In parallel with that, there is also infinite variety which invades every thing we call dependable. The tides rise and fall and the ground feels stable but if we had the right instruments we would see that they are always changing. We are even discovering that atoms act randomly and mysteriously.

As humans it seems that, just when we think we have a reliable pattern or comfort in our lives, something inevitably happens to remind us that there is no such thing as sameness or reliability.

Entropy is a scientific measure of a system’s thermal energy that is unavailable to do work. It is used to describe and measure the tendency of all things to move from order to disorder.

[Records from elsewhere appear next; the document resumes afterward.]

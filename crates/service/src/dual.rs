//! The two cross-store coordination patterns every entity service
//! instantiates: write both stores in a fixed order, or read both stores and
//! degrade gracefully.
//!
//! No transaction spans the stores. A partial write leaves them divergent;
//! that outcome is reported, logged, and otherwise left alone.

use std::future::Future;

use tracing::warn;

use crate::errors::ServiceError;
use crate::storage::DocumentStore;

/// Registration: allocate the id, write the document copy, then the
/// relational row.
///
/// A sequence failure aborts before any write. A document failure aborts
/// before the relational write. A relational failure after the document
/// write surfaces to the caller, but the document copy stays behind.
pub async fn register_with_sequence<WD, FD, WR, FR>(
    store: &dyn DocumentStore,
    counter: &str,
    write_document: WD,
    write_relational: WR,
) -> Result<i64, ServiceError>
where
    WD: FnOnce(i64) -> FD,
    FD: Future<Output = Result<(), ServiceError>>,
    WR: FnOnce(i64) -> FR,
    FR: Future<Output = Result<(), ServiceError>>,
{
    let id = store
        .next_sequence(counter)
        .await
        .map_err(|e| ServiceError::SequenceGeneration(e.to_string()))?;

    write_document(id).await?;

    if let Err(err) = write_relational(id).await {
        warn!(counter, id, error = %err, "relational write failed after document write; stores diverged");
        return Err(err);
    }

    Ok(id)
}

/// Status change: relational update first, then the document copy.
///
/// Zero relational rows stops everything with `missing_relational`. A
/// missing document after a successful relational update reports
/// `missing_document`; the relational row stays updated, and the message
/// has to say which store is out of step.
pub async fn change_status<UR, FR, UD, FD>(
    update_relational: UR,
    update_document: UD,
    missing_relational: &str,
    missing_document: &str,
) -> Result<(), ServiceError>
where
    UR: FnOnce() -> FR,
    FR: Future<Output = Result<u64, ServiceError>>,
    UD: FnOnce() -> FD,
    FD: Future<Output = Result<bool, ServiceError>>,
{
    let affected = update_relational().await?;
    if affected == 0 {
        return Err(ServiceError::not_found(missing_relational));
    }

    if !update_document().await? {
        return Err(ServiceError::not_found_in_documents(missing_document));
    }

    Ok(())
}

/// Outcome of querying both stores independently. A failed side is `None`;
/// the caller never sees the error beyond the log line.
#[derive(Debug)]
pub struct Merged<R, D> {
    pub relational: Option<R>,
    pub document: Option<D>,
}

/// Issue both reads, keeping whatever each side produced. The order of the
/// two awaits is not significant; neither side can abort the other.
pub async fn read_both<R, D, FR, FD>(label: &str, relational: FR, document: FD) -> Merged<R, D>
where
    FR: Future<Output = Result<R, ServiceError>>,
    FD: Future<Output = Result<D, ServiceError>>,
{
    let relational = match relational.await {
        Ok(v) => Some(v),
        Err(err) => {
            warn!(label, error = %err, "relational read failed, degrading to document side");
            None
        }
    };

    let document = match document.await {
        Ok(v) => Some(v),
        Err(err) => {
            warn!(label, error = %err, "document read failed, degrading to relational side");
            None
        }
    };

    Merged { relational, document }
}

impl<R, D> Merged<Vec<R>, Vec<D>> {
    /// Neither store produced a row. Listings answer 500 here, lookups 404;
    /// the route decides.
    pub fn is_empty(&self) -> bool {
        self.relational.as_ref().map_or(true, |v| v.is_empty())
            && self.document.as_ref().map_or(true, |v| v.is_empty())
    }
}

impl<R, D> Merged<Option<R>, Option<D>> {
    pub fn is_absent(&self) -> bool {
        self.relational.as_ref().map_or(true, |v| v.is_none())
            && self.document.as_ref().map_or(true, |v| v.is_none())
    }
}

If you own a car, make meals or have a family you know that everything is continually aging, altering and will someday devolve into components that will in turn descend into their own disorder. Think about it: everything is continually changing, including nature, our bodies and the human systems we ‘know’ to be reliable.

Entropy is often used by fundamentalists to explain their opposition to evolution, suggesting that order couldn’t have come from disorder. Fundamentalists are not just people holding contrary opinions, they truly believe a learned narrative that the past is more orderly and dependable which is why we should remain there. It also explains why fundamentalists are frustrated and threatened when the world changes around them.

You will recall that, while fighting to maintain the status quo, these conservative forces have often become the enemies of healthy new discoveries. In fact, bible believing Christians were responsible for all sorts of oddities that later evolved: convicting Galileo of heresy for his progressive ideas, the belief that the bible should not be in the hands of common people, the ‘truth’ that slavery was how God had arranged society. Unfortunately there have been times when fundamentalism has become the face of Christianity and society has always suffered when that was the case.

I admit that at some level most of us prefer order and familiar lines and don’t know how to imagine life or God outside of those lines. While the past feels solid and good for most of us the irony is that entropy always did and always will make the past irrelevant. Whether we like it or not we can’t stand still.

When it comes to things of God our lives are to extend beyond fear of change since, ‘… love has no fear, because perfect love expels all fear. If we are afraid, it is for fear of punishment, and this shows that we have not fully experienced his perfect love.’       – 1 John 4:18 (NLT)

I could go on for quite a while but the good news is there were always forward-facing Christians who knew entropy when they saw it and were able to imagine a new way. When I read history, especially Christian history, I am struck by how newness is built into the life of God’s world and the work of his people. Without innovation and freshness of thought, nothing worthwhile has ever happened and Christians have traditionally been innovators in science, academics, art, medicine, social activism, etc.

Staying the same is never an option: everything in nature and human organization needs to renew and rebirth and rethink. Remaining in place is to participate in slow death. Those of us who have experienced devastating personal loss understand the principle – moving ahead into unpredictable newness is never desirable or easy but it is the only option if we want to live.

Observation tells us that newness is part of God’s plan. Every yesterday gives way to Today and every Today births a new tomorrow. So in the end I am firmly in the entropy camp.

We seldom think of it this way but the story of the Cross is centred around the pre-condition of entropy followed by an innovative, unpredictable, disorderly act of God to bring newness and life to humans who were stuck in death.

Remember Isaiah’s words, speaking God’s mind:

“Forget the former things;
    do not dwell on the past.
See, I am doing a new thing!
    Now it springs up; do you not perceive it?

God always has something new and dis-orderly springing up. Do you see it? Are you looking?

Embrace it and walk into the next new thing God has for you.

I love fluffy clouds and pink or violet coloured horizons in particular. But the new skies are unending.